Simple parallel foreach and summation/reduction - D Programming Language Discussion Forum

Forums

New users
- Learn
Community
- General
- Announce
Improvements
- DIP Ideas
- DIP Devel.
Ecosystem
- GDC
- LDC
- Debuggers
- IDEs
- DWT
Development
- Internals
- Issues
- Beta
- DMD
- Phobos
- Druntime
- Study
Turkish
- Genel
- Duyuru

Index » Learn » Simple parallel foreach and summation/reduction

Thread overview

Simple parallel foreach and summation/reduction
Sep 20, 2018 Chris Katko
Sep 20, 2018 Neia Neutuladh
Sep 21, 2018 Chris Katko
Sep 21, 2018 Dennis
Sep 21, 2018 Ali Çehreli
Sep 22, 2018 Chris Katko
Sep 22, 2018 Chris Katko
Sep 24, 2018 Chris Katko
Sep 24, 2018 Chris Katko
Sep 24, 2018 Chris Katko
Sep 24, 2018 Russel Winder

September 20, 2018

Simple parallel foreach and summation/reduction

Posted by Chris Katko

Chris Katko

All I want to do is loop from 0 to [constant] with a for or foreach, and have it split up across however many cores I have.

    ulong sum;
    foreach(i; [0 to 1 trillion])
      {
      //flip some dice using
      float die_value = uniform(0F,12F);
      if(die_value > [constant]) sum++;
      }
    writeln("The sum is %d", sum);

However, there are two caveats.:

 - One: I can't throw a range of values into an array and foreach on that like many examples use. Because 1 trillion (counting from zero) might be a little big for an array. (I'm using 1 trillion to illustrate a specific bottleneck / problem form.)

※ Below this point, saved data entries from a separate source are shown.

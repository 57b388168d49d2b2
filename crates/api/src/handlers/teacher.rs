//! Teacher dashboard.

use axum::extract::State;
use axum::Json;
use educ_db::models::grade::ClassAverage;
use educ_db::models::schedule::ScheduleEntry;
use educ_db::repositories::{
    AttendanceRepo, ClassRepo, GradeRepo, MessageRepo, ScheduleRepo, SubmissionRepo,
};
use serde::Serialize;

use crate::dashboard::{self, or_default};
use crate::error::AppResult;
use crate::middleware::rbac::RequireTeacher;
use crate::state::AppState;

#[derive(Debug, Serialize)]
#[serde(rename_all = "camelCase")]
pub struct TeacherDashboard {
    pub today_schedule: Vec<ScheduleEntry>,
    /// Submissions of the teacher's assignments not graded yet.
    pub pending_grading: i64,
    pub unread_messages: i64,
    /// Over the teacher's classes, last 30 days.
    pub attendance_rate: f64,
    pub class_averages: Vec<ClassAverage>,
}

/// POST /api/v1/teacher-dashboard
pub async fn dashboard(
    State(state): State<AppState>,
    RequireTeacher(teacher): RequireTeacher,
) -> AppResult<Json<TeacherDashboard>> {
    let pool = &state.pool;
    let today = dashboard::today();
    let since = dashboard::window_start(today);
    let weekday = dashboard::iso_weekday(today);

    let classe_ids =
        or_default("teacher_classes", ClassRepo::list_for_teacher(pool, teacher.user_id)).await;

    let (today_schedule, pending_grading, unread_messages, attendance_rate, class_averages) =
        tokio::join!(
            or_default(
                "today_schedule",
                ScheduleRepo::list_for_teacher(pool, teacher.user_id, Some(weekday)),
            ),
            or_default(
                "pending_grading",
                SubmissionRepo::count_pending_for_teacher(pool, teacher.user_id),
            ),
            or_default("unread_messages", MessageRepo::unread_count(pool, teacher.user_id)),
            dashboard::attendance_rate(
                "attendance_rate",
                AttendanceRepo::counts_for_classes_since(pool, &classe_ids, since),
            ),
            or_default(
                "class_averages",
                GradeRepo::class_averages_for_teacher(pool, teacher.user_id),
            ),
        );

    Ok(Json(TeacherDashboard {
        today_schedule,
        pending_grading,
        unread_messages,
        attendance_rate,
        class_averages,
    }))
}
//! Row structs and DTOs.
//!
//! Each submodule holds the `FromRow` + `Serialize` entity matching a table
//! row and, where the table is written to, the input struct for that write.

pub mod analytics_event;
pub mod attendance;
pub mod audit;
pub mod grade;
pub mod library;
pub mod message;
pub mod profile;
pub mod qcm;
pub mod role;
pub mod schedule;
pub mod school;
pub mod submission;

 - I want to merge the results at the end.

Which means I either need to use mutexes (BAD. NO. BOO. HISS.)  or each "thread" would need to know if it's separate, and then store their sums in, say, a thread[#].sum variable and then once all were completed, add those sums together.

I know this is an incredibly simple conceptual problem to solve. So I feel like I'm missing some huge, obvious, answer for doing it elegantly in D.

And this just occurred to me, if I had a trillion foreach, will that make 1 trillion threads? What I want is, IIRC, what OpenMP does. It divides up your range (blocks of sequential numbers) by the number of threads. So domain of [1 to 1000] with ten threads would become workloads on the indexes of [1-100], [101-200], [201-300], and so on. for each CPU. They each get a 100 element chunk.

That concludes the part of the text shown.